Plasma was mixed with an equal volume of methanol, vortex-mixed and centrifuged at 14,000 × g for 5 min. Aliquots of the supernatant (100 μl) were analyzed by HPLC, using a Symmetry C18 column (3.9 mm × 150 mm, 5 μm particle size) from Waters Corporation (Milford, MA). The mobile phase was methanol/trifluoroacetic acid/water (55/0.3/45, v/v/v) and detection was with a Model 996 photodiode array detector (Waters) at 268 nm. Quantitation was based on a comparison of peak areas with standard curves (0.05 - 25 μM) for 5,7-DMF and chrysin. The minimum detectable concentration (two times background noise) was 0.05 μM. Aliquots of lung, liver and kidney tissue (100-400 mg) were homogenized on ice in 1 ml of phosphate-buffered saline, using a Polytron homogenizer. To 0.5 ml of the homogenate was added 0.5 ml of methanol. After 1 min of vortex-mixing, the samples were centrifuged as above and the supernatant analyzed by HPLC. With the colon, the top 2 cm with the first fecal pellet were homogenized separately as above.

2.8. Statistical analysis

Data were expressed as means ± SEM. Statistical significance of differences between samples were calculated by Student’s two-tailed t-test or ANOVA with Dunnett multiple comparison post-test.

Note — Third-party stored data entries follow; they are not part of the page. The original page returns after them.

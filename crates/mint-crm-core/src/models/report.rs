// Copyright (C) 2025 MINT CRM contributors
// SPDX-License-Identifier: AGPL-3.0-or-later
//! Report definitions and execution history.

use chrono::{DateTime, Utc};
use serde::{Deserialize, Serialize};

crm_enum! {
    pub enum ReportType {
        #[default]
        CaseSummary => ("case_summary", "Case Summary"),
        EmailAnalytics => ("email_analytics", "Email Analytics"),
        UserPerformance => ("user_performance", "User Performance"),
        CustomerInsights => ("customer_insights", "Customer Insights"),
        SlaCompliance => ("sla_compliance", "SLA Compliance"),
        Custom => ("custom", "Custom Report"),
    }
}

crm_enum! {
    pub enum ReportFormat {
        #[default]
        Json => ("json", "JSON"),
        Csv => ("csv", "CSV"),
        Pdf => ("pdf", "PDF"),
        Excel => ("excel", "Excel"),
    }
}

crm_enum! {
    pub enum ExecutionStatus {
        #[default]
        Pending => ("pending", "Pending"),
        Running => ("running", "Running"),
        Completed => ("completed", "Completed"),
        Failed => ("failed", "Failed"),
    }
}

#[derive(Debug, Clone, Serialize, sqlx::FromRow)]
pub struct Report {
    pub id: i64,
    pub name: String,
    pub description: String,
    #[sqlx(try_from = "String")]
    pub report_type: ReportType,
    #[sqlx(try_from = "String")]
    pub format: ReportFormat,
    pub parameters: serde_json::Value,
    /// Cron expression, informational only.
    pub schedule: String,
    pub created_by_id: i64,
    pub created_at: DateTime<Utc>,
    pub updated_at: DateTime<Utc>,
    pub last_generated: Option<DateTime<Utc>>,
    pub is_active: bool,
    pub is_automated: bool,
}

/// Longest look-back window a report may cover.
pub const MAX_WINDOW_DAYS: i64 = 3650;

impl Report {
    /// Look-back window in days, from `parameters.days` (default 30),
    /// capped at [`MAX_WINDOW_DAYS`].
    pub fn window_days(&self) -> i64 {
        self.parameters
            .get("days")
            .and_then(|v| v.as_i64())
            .filter(|d| *d > 0)
            .map_or(30, |d| d.min(MAX_WINDOW_DAYS))
    }
}

#[derive(Debug, Clone, Default, Deserialize)]
pub struct ReportInput {
    pub name: Option<String>,
    pub description: Option<String>,
    pub report_type: Option<ReportType>,
    pub format: Option<ReportFormat>,
    pub parameters: Option<serde_json::Value>,
    pub schedule: Option<String>,
    pub is_active: Option<bool>,
    pub is_automated: Option<bool>,
}

impl ReportInput {
    /// `parameters` must be an object whose `days`, when present, is a whole
    /// number between 1 and [`MAX_WINDOW_DAYS`].
    pub fn validate_parameters(&self) -> crate::Result<()> {
        let Some(parameters) = &self.parameters else {
            return Ok(());
        };
        if !parameters.is_object() {
            return Err(crate::Error::validation("parameters must be a JSON object"));
        }
        match parameters.get("days") {
            None | Some(serde_json::Value::Null) => Ok(()),
            Some(days) => match days.as_i64() {
                Some(d) if (1..=MAX_WINDOW_DAYS).contains(&d) => Ok(()),
                _ => Err(crate::Error::validation(format!(
                    "days must be a whole number between 1 and {MAX_WINDOW_DAYS}"
                ))),
            },
        }
    }
}

#[derive(Debug, Clone, Default, Deserialize)]
pub struct ReportFilter {
    pub report_type: Option<ReportType>,
    pub is_active: Option<bool>,
    pub created_by: Option<i64>,
    pub search: Option<String>,
    pub ordering: Option<String>,
}

#[derive(Debug, Clone, Serialize, sqlx::FromRow)]
pub struct ReportExecution {
    pub id: i64,
    pub report_id: i64,
    #[sqlx(try_from = "String")]
    pub status: ExecutionStatus,
    pub started_at: DateTime<Utc>,
    pub completed_at: Option<DateTime<Utc>>,
    pub duration_secs: Option<f64>,
    pub result_data: serde_json::Value,
    pub error_message: String,
    pub file_size: Option<i64>,
}

#[cfg(test)]
mod tests {
    use super::*;

    #[test]
    fn test_window_days_defaults_to_thirty() {
        let mut report = Report {
            id: 1,
            name: "Weekly".into(),
            description: String::new(),
            report_type: ReportType::CaseSummary,
            format: ReportFormat::Json,
            parameters: serde_json::json!({}),
            schedule: String::new(),
            created_by_id: 1,
            created_at: Utc::now(),
            updated_at: Utc::now(),
            last_generated: None,
            is_active: true,
            is_automated: false,
        };
        assert_eq!(report.window_days(), 30);

        report.parameters = serde_json::json!({"days": 7});
        assert_eq!(report.window_days(), 7);

        report.parameters = serde_json::json!({"days": -1});
        assert_eq!(report.window_days(), 30);

        report.parameters = serde_json::json!({"days": 100_000_000});
        assert_eq!(report.window_days(), MAX_WINDOW_DAYS);
    }

    #[test]
    fn test_parameters_validation() {
        let input = |parameters: serde_json::Value| ReportInput {
            parameters: Some(parameters),
            ..Default::default()
        };
        assert!(ReportInput::default().validate_parameters().is_ok());
        assert!(input(serde_json::json!({"days": 90})).validate_parameters().is_ok());
        assert!(input(serde_json::json!({"team": "blue"})).validate_parameters().is_ok());

        let err = input(serde_json::json!({"days": 100_000_000}))
            .validate_parameters()
            .unwrap_err();
        assert_eq!(err.to_string(), "days must be a whole number between 1 and 3650");
        assert!(input(serde_json::json!({"days": 0})).validate_parameters().is_err());
        assert!(input(serde_json::json!({"days": "7"})).validate_parameters().is_err());
        assert!(input(serde_json::json!([1, 2])).validate_parameters().is_err());
    }
}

P <0.05 was considered significant. The IC50 values were calculated using Prism (GraphPad Software, San Diego, CA).

3. Results

3.1. Effects on cell proliferation and toxicity

Two pairs of compounds were selected for these studies, i.e. the simple flavones 5,7-dimethoxyflavone (5,7-DMF) and its unmethylated analog chrysin and 5,7,4’-trimethoxyflavone (5,7,4’-TMF) and its unmethylated analog apigenin (structures, see Fig. 1). Chrysin and apigenin are both well studied flavonoids. Our cancer model was the human oral squamous carcinoma SCC-9 cell, a rather aggressively growing cell line [34], and the effect on cell proliferation was measured as de novo DNA synthesis, using the BrdU incorporation assay [31]. 5,7-DMF inhibited cell proliferation with an IC50 value of 8 μM (Fig. 2A), which was about 10 times more potent than chrysin. With chrysin, but not with 5,7-DMF, there was a slight activation at the 10 μM concentration. 5,7,4’-TMF had a similar potency as 5,7-DMF (Fig. 2B) with an IC50 value of 5 μM, 8 times more potent than apigenin. Also with apigenin there was a slight activation at the 5 μM concentration.

Fig. 2
Effect of the methylated flavones 5,7-DMF and 5,7,4’-TMF compared to the unmethylated analogs chrysin and apigenin on SCC-9 cell proliferation. Cell proliferation, expressed as percent of control (DMSO-treatment), was measured as BrdU incorporation ...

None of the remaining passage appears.